Microplastic Effects on Thrombin-Fibrinogen Clotting Dynamics Measured via Turbidity

Abstract

Background/Hypothesis:
Widespread use of plastic has created a world where exposure to microplastics is inevitable leading to their presence in our circulatory system. This raises questions about microplastics impact on thrombosis. Aminated polystyrene (aPS) plastics have been shown to increase platelet aggregation and thrombus formation in animal models. Given this, we hypothesized that aPS administration will increase the rate of fibrin clot formation in a simple thrombin-fibrinogen clot model.

Project Methods:
We evaluated how concentrations of 25-200 μg/mL of 100 nm aPS particles affect fibrin clot formation using turbidity assays. To determine the effect of surface charge, experiments were also performed with non-modified polystyrene (nPS) particles. Microplastics were pre-incubated either with physiological concentrations of fibrinogen or thrombin and the clot formation was measured using turbidity at 405 nm every 10 seconds over 45-minutes. Clotting parameters such as maximum turbidity (Turb^Max), time to 90% maximum turbidity (Turb^Time), and clot formation rate (V_max) were determined and compared to controls without microplastics.

Results:
When increasing concentrations of aPS were preincubated with thrombin or fibrinogen, there was less than a 2-fold change in V_max, Turb^Max, and Turb^Time. When increasing concentrations of nPS were preincubated with thrombin, there was up to a 27-fold decrease in V_max, 2.4-fold decrease in Turb^Max, and 4.36-fold increase in Turb^Time compared to the control.

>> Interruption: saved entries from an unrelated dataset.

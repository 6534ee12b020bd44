use assert_matches::assert_matches;
use serde_json::json;
use uuid::Uuid;
use wiremock::matchers::{method, path, query_param};
use wiremock::{Mock, MockServer, ResponseTemplate};

use identity_cell::{IdentityError, IdentityResolver, PartyReference};
use shared_utils::test_utils::{MockSupabaseResponses, TestConfig};

const TOKEN: &str = "caller-token";

async fn resolver_for(server: &MockServer) -> IdentityResolver {
    IdentityResolver::new(&TestConfig::for_mock_server(&server.uri()).to_app_config())
}

async fn mount_empty(server: &MockServer, table: &str) {
    Mock::given(method("GET"))
        .and(path(format!("/rest/v1/{}", table)))
        .respond_with(ResponseTemplate::new(200).set_body_json(json!([])))
        .mount(server)
        .await;
}

#[tokio::test]
async fn patient_resolves_by_direct_account_id() {
    let server = MockServer::start().await;
    let patient_id = Uuid::new_v4().to_string();

    Mock::given(method("GET"))
        .and(path("/rest/v1/patients"))
        .and(query_param("id", format!("eq.{}", patient_id)))
        .respond_with(ResponseTemplate::new(200).set_body_json(json!([
            MockSupabaseResponses::patient_response(&patient_id, Some("auth-7"), "Ana@Example.com")
        ])))
        .expect(1)
        .mount(&server)
        .await;

    let patient = resolver_for(&server)
        .await
        .resolve_patient(patient_id.parse().unwrap(), None, TOKEN)
        .await
        .unwrap();

    assert_eq!(patient.id.to_string(), patient_id);
    assert_eq!(patient.email.as_deref(), Some("ana@example.com"));
    assert_eq!(patient.user_id.as_deref(), Some("auth-7"));
}

#[tokio::test]
async fn clinic_membership_normalizes_to_account_by_email() {
    let server = MockServer::start().await;
    let clinic_id = Uuid::new_v4();
    let membership_id = Uuid::new_v4();
    let account_id = Uuid::new_v4().to_string();

    // direct id misses
    Mock::given(method("GET"))
        .and(path("/rest/v1/patients"))
        .and(query_param("id", format!("eq.{}", membership_id)))
        .respond_with(ResponseTemplate::new(200).set_body_json(json!([])))
        .mount(&server)
        .await;

    Mock::given(method("GET"))
        .and(path("/rest/v1/clinic_patients"))
        .and(query_param("id", format!("eq.{}", membership_id)))
        .and(query_param("clinic_id", format!("eq.{}", clinic_id)))
        .respond_with(ResponseTemplate::new(200).set_body_json(json!([{
            "id": membership_id,
            "clinic_id": clinic_id,
            "patient_id": null,
            "email": " Ana@Example.com ",
            "first_name": "Ana",
            "last_name": "Lopez"
        }])))
        .expect(1)
        .mount(&server)
        .await;

    Mock::given(method("GET"))
        .and(path("/rest/v1/patients"))
        .and(query_param("email", "ilike.Ana@Example.com"))
        .respond_with(ResponseTemplate::new(200).set_body_json(json!([
            MockSupabaseResponses::patient_response(&account_id, None, "ana@example.com")
        ])))
        .expect(1)
        .mount(&server)
        .await;

    let patient = resolver_for(&server)
        .await
        .resolve_patient(membership_id, Some(clinic_id), TOKEN)
        .await
        .unwrap();

    assert_eq!(patient.id.to_string(), account_id);
}

#[tokio::test]
async fn membership_without_account_is_its_own_identity() {
    let server = MockServer::start().await;
    let clinic_id = Uuid::new_v4();
    let membership_id = Uuid::new_v4();

    Mock::given(method("GET"))
        .and(path("/rest/v1/clinic_patients"))
        .respond_with(ResponseTemplate::new(200).set_body_json(json!([{
            "id": membership_id,
            "clinic_id": clinic_id,
            "email": null,
            "first_name": "Walk",
            "last_name": "In"
        }])))
        .mount(&server)
        .await;
    mount_empty(&server, "patients").await;

    let patient = resolver_for(&server)
        .await
        .resolve_patient(membership_id, None, TOKEN)
        .await
        .unwrap();

    assert_eq!(patient.id, membership_id);
    assert_eq!(patient.display_name, "Walk In");
    assert!(patient.email.is_none());
}

#[tokio::test]
async fn unknown_patient_is_not_found() {
    let server = MockServer::start().await;
    mount_empty(&server, "patients").await;
    mount_empty(&server, "clinic_patients").await;

    let reference = Uuid::new_v4();
    let result = resolver_for(&server).await.resolve_patient(reference, None, TOKEN).await;

    assert_matches!(result, Err(IdentityError::PatientNotFound(id)) if id == reference);
}

#[tokio::test]
async fn first_active_doctor_orders_by_creation() {
    let server = MockServer::start().await;
    let clinic_id = Uuid::new_v4().to_string();
    let membership_id = Uuid::new_v4().to_string();
    let doctor_id = Uuid::new_v4().to_string();

    Mock::given(method("GET"))
        .and(path("/rest/v1/clinic_doctors"))
        .and(query_param("clinic_id", format!("eq.{}", clinic_id)))
        .and(query_param("is_active", "eq.true"))
        .and(query_param("order", "created_at.asc,id.asc"))
        .and(query_param("limit", "1"))
        .respond_with(ResponseTemplate::new(200).set_body_json(json!([
            MockSupabaseResponses::clinic_doctor_response(
                &membership_id, &clinic_id, Some(&doctor_id), "first@clinic.test", "2024-01-01T00:00:00Z"
            )
        ])))
        .expect(1)
        .mount(&server)
        .await;

    Mock::given(method("GET"))
        .and(path("/rest/v1/doctors"))
        .and(query_param("id", format!("eq.{}", doctor_id)))
        .respond_with(ResponseTemplate::new(200).set_body_json(json!([
            MockSupabaseResponses::doctor_response(&doctor_id, "first@clinic.test")
        ])))
        .mount(&server)
        .await;

    let doctor = resolver_for(&server)
        .await
        .first_active_doctor(clinic_id.parse().unwrap(), TOKEN)
        .await
        .unwrap()
        .expect("a doctor");

    assert_eq!(doctor.id.to_string(), doctor_id);
}

#[tokio::test]
async fn first_active_doctor_none_when_clinic_has_no_staff() {
    let server = MockServer::start().await;
    mount_empty(&server, "clinic_doctors").await;

    let doctor = resolver_for(&server)
        .await
        .first_active_doctor(Uuid::new_v4(), TOKEN)
        .await
        .unwrap();

    assert!(doctor.is_none());
}

#[tokio::test]
async fn doctor_by_email_is_clinic_scoped_and_normalized() {
    let server = MockServer::start().await;
    let clinic_id = Uuid::new_v4().to_string();
    let membership_id = Uuid::new_v4().to_string();

    Mock::given(method("GET"))
        .and(path("/rest/v1/clinic_doctors"))
        .and(query_param("clinic_id", format!("eq.{}", clinic_id)))
        .and(query_param("email", "ilike.New.Hire@Clinic.test"))
        .respond_with(ResponseTemplate::new(200).set_body_json(json!([
            MockSupabaseResponses::clinic_doctor_response(
                &membership_id, &clinic_id, None, "new.hire@clinic.test", "2024-06-01T00:00:00Z"
            )
        ])))
        .expect(1)
        .mount(&server)
        .await;
    mount_empty(&server, "doctors").await;

    let doctor = resolver_for(&server)
        .await
        .find_doctor_by_email(" New.Hire@Clinic.test", clinic_id.parse().unwrap(), TOKEN)
        .await
        .unwrap()
        .expect("membership match");

    assert_eq!(doctor.id.to_string(), membership_id);
}

#[tokio::test]
async fn doctor_by_email_matches_mixed_case_stored_address() {
    let server = MockServer::start().await;
    let clinic_id = Uuid::new_v4().to_string();
    let membership_id = Uuid::new_v4().to_string();

    Mock::given(method("GET"))
        .and(path("/rest/v1/clinic_doctors"))
        .and(query_param("clinic_id", format!("eq.{}", clinic_id)))
        .and(query_param("email", "ilike.dr.smith@clinic.test"))
        .respond_with(ResponseTemplate::new(200).set_body_json(json!([
            MockSupabaseResponses::clinic_doctor_response(
                &membership_id, &clinic_id, None, "Dr.Smith@Clinic.test", "2024-06-01T00:00:00Z"
            )
        ])))
        .expect(1)
        .mount(&server)
        .await;
    Mock::given(method("GET"))
        .and(path("/rest/v1/doctors"))
        .and(query_param("email", "ilike.Dr.Smith@Clinic.test"))
        .respond_with(ResponseTemplate::new(200).set_body_json(json!([])))
        .expect(1)
        .mount(&server)
        .await;

    let doctor = resolver_for(&server)
        .await
        .find_doctor_by_email("dr.smith@clinic.test", clinic_id.parse().unwrap(), TOKEN)
        .await
        .unwrap()
        .expect("case-insensitive match");

    assert_eq!(doctor.id.to_string(), membership_id);
    assert_eq!(doctor.email.as_deref(), Some("dr.smith@clinic.test"));
}

#[tokio::test]
async fn clinic_resolves_by_owner_account() {
    let server = MockServer::start().await;
    let owner = Uuid::new_v4();
    let clinic_id = Uuid::new_v4().to_string();

    Mock::given(method("GET"))
        .and(path("/rest/v1/clinics"))
        .and(query_param("id", format!("eq.{}", owner)))
        .respond_with(ResponseTemplate::new(200).set_body_json(json!([])))
        .mount(&server)
        .await;
    Mock::given(method("GET"))
        .and(path("/rest/v1/clinics"))
        .and(query_param("owner_user_id", format!("eq.{}", owner)))
        .respond_with(ResponseTemplate::new(200).set_body_json(json!([
            MockSupabaseResponses::clinic_response(&clinic_id, Some(&owner.to_string()))
        ])))
        .mount(&server)
        .await;

    let parties = resolver_for(&server)
        .await
        .resolve_parties(&PartyReference { clinic: Some(owner), ..Default::default() }, TOKEN)
        .await
        .unwrap();

    assert_eq!(parties.clinic.unwrap().id.to_string(), clinic_id);
    assert!(parties.patient.is_none());
    assert!(parties.doctor.is_none());
}
use std::sync::Arc;

use tracing::{debug, warn};

use shared_config::{AppConfig, NotificationAudience};

use crate::models::{AppointmentSummary, DeliveryReport, MessageKind, Recipient};
use crate::services::sink::{sink_from_config, MessagingSink};
use crate::services::templates::compose;

/// Best-effort fan-out of appointment messages.
///
/// The audience decides whether patient-and-doctor messages reach the patient,
/// the doctor or both. Sends to different recipients run concurrently and
/// are isolated: one failure is logged and never affects the other.
pub struct Notifier {
    sink: Arc<dyn MessagingSink>,
    audience: NotificationAudience,
}

impl Notifier {
    pub fn new(sink: Arc<dyn MessagingSink>, audience: NotificationAudience) -> Self {
        Self { sink, audience }
    }

    pub fn from_config(config: &AppConfig) -> Self {
        Self::new(sink_from_config(config), config.notification_audience)
    }

    pub fn audience(&self) -> NotificationAudience {
        self.audience
    }

    async fn deliver(&self, kind: MessageKind, recipient: &Recipient, summary: &AppointmentSummary) -> DeliveryReport {
        let Some(address) = recipient.address.as_deref() else {
            debug!("Skipping {} message for {}: no contact address", kind, recipient.name);
            return DeliveryReport { skipped: 1, ..DeliveryReport::default() };
        };

        let message = compose(kind, address, &recipient.name, summary);
        match self.sink.send(message).await {
            Ok(()) => DeliveryReport { delivered: 1, ..DeliveryReport::default() },
            Err(e) => {
                warn!("Failed to send {} message to {}: {}", kind, address, e);
                DeliveryReport { failed: 1, ..DeliveryReport::default() }
            }
        }
    }

    async fn deliver_to_audience(
        &self,
        kind: MessageKind,
        patient: &Recipient,
        doctor: &Recipient,
        summary: &AppointmentSummary,
    ) -> DeliveryReport {
        let to_patient = async {
            if self.audience.includes_patient() {
                self.deliver(kind, patient, summary).await
            } else {
                DeliveryReport::default()
            }
        };
        let to_doctor = async {
            if self.audience.includes_doctor() {
                self.deliver(kind, doctor, summary).await
            } else {
                DeliveryReport::default()
            }
        };

        let (mut report, doctor_report) = futures::join!(to_patient, to_doctor);
        report.merge(doctor_report);
        report
    }

    /// Patient-facing; a proposal always needs the patient's answer.
    pub async fn proposal_offered(&self, patient: &Recipient, summary: &AppointmentSummary) -> DeliveryReport {
        self.deliver(MessageKind::ProposalOffered, patient, summary).await
    }

    pub async fn appointment_created(
        &self,
        patient: &Recipient,
        doctor: &Recipient,
        summary: &AppointmentSummary,
    ) -> DeliveryReport {
        self.deliver_to_audience(MessageKind::AppointmentCreated, patient, doctor, summary).await
    }

    pub async fn patient_accepted(&self, doctor: &Recipient, summary: &AppointmentSummary) -> DeliveryReport {
        if !self.audience.includes_doctor() {
            return DeliveryReport::default();
        }
        self.deliver(MessageKind::PatientAccepted, doctor, summary).await
    }

    pub async fn request_declined(&self, recipient: &Recipient, summary: &AppointmentSummary) -> DeliveryReport {
        self.deliver(MessageKind::RequestDeclined, recipient, summary).await
    }

    pub async fn reminder(
        &self,
        kind: MessageKind,
        patient: &Recipient,
        doctor: &Recipient,
        summary: &AppointmentSummary,
    ) -> DeliveryReport {
        self.deliver_to_audience(kind, patient, doctor, summary).await
    }
}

Whereas preincubation of nPS with fibrinogen resulted in 1.86-fold decrease in V_max, 1.63-fold decrease in Turb^Max, and 2.30-fold increase in Turb^Time.

Potential Impact:
In this simplified clotting model, it was surprising to find inhibitory effects on clot formation and that they were more pronounced with nPS than with aPS. However, these results align with increase prothrombin time observed in literature in presence of aPS. Therefore, future studies with more complex clotting models need to be performed before claims can be made on the impact of microplastics on thrombosis.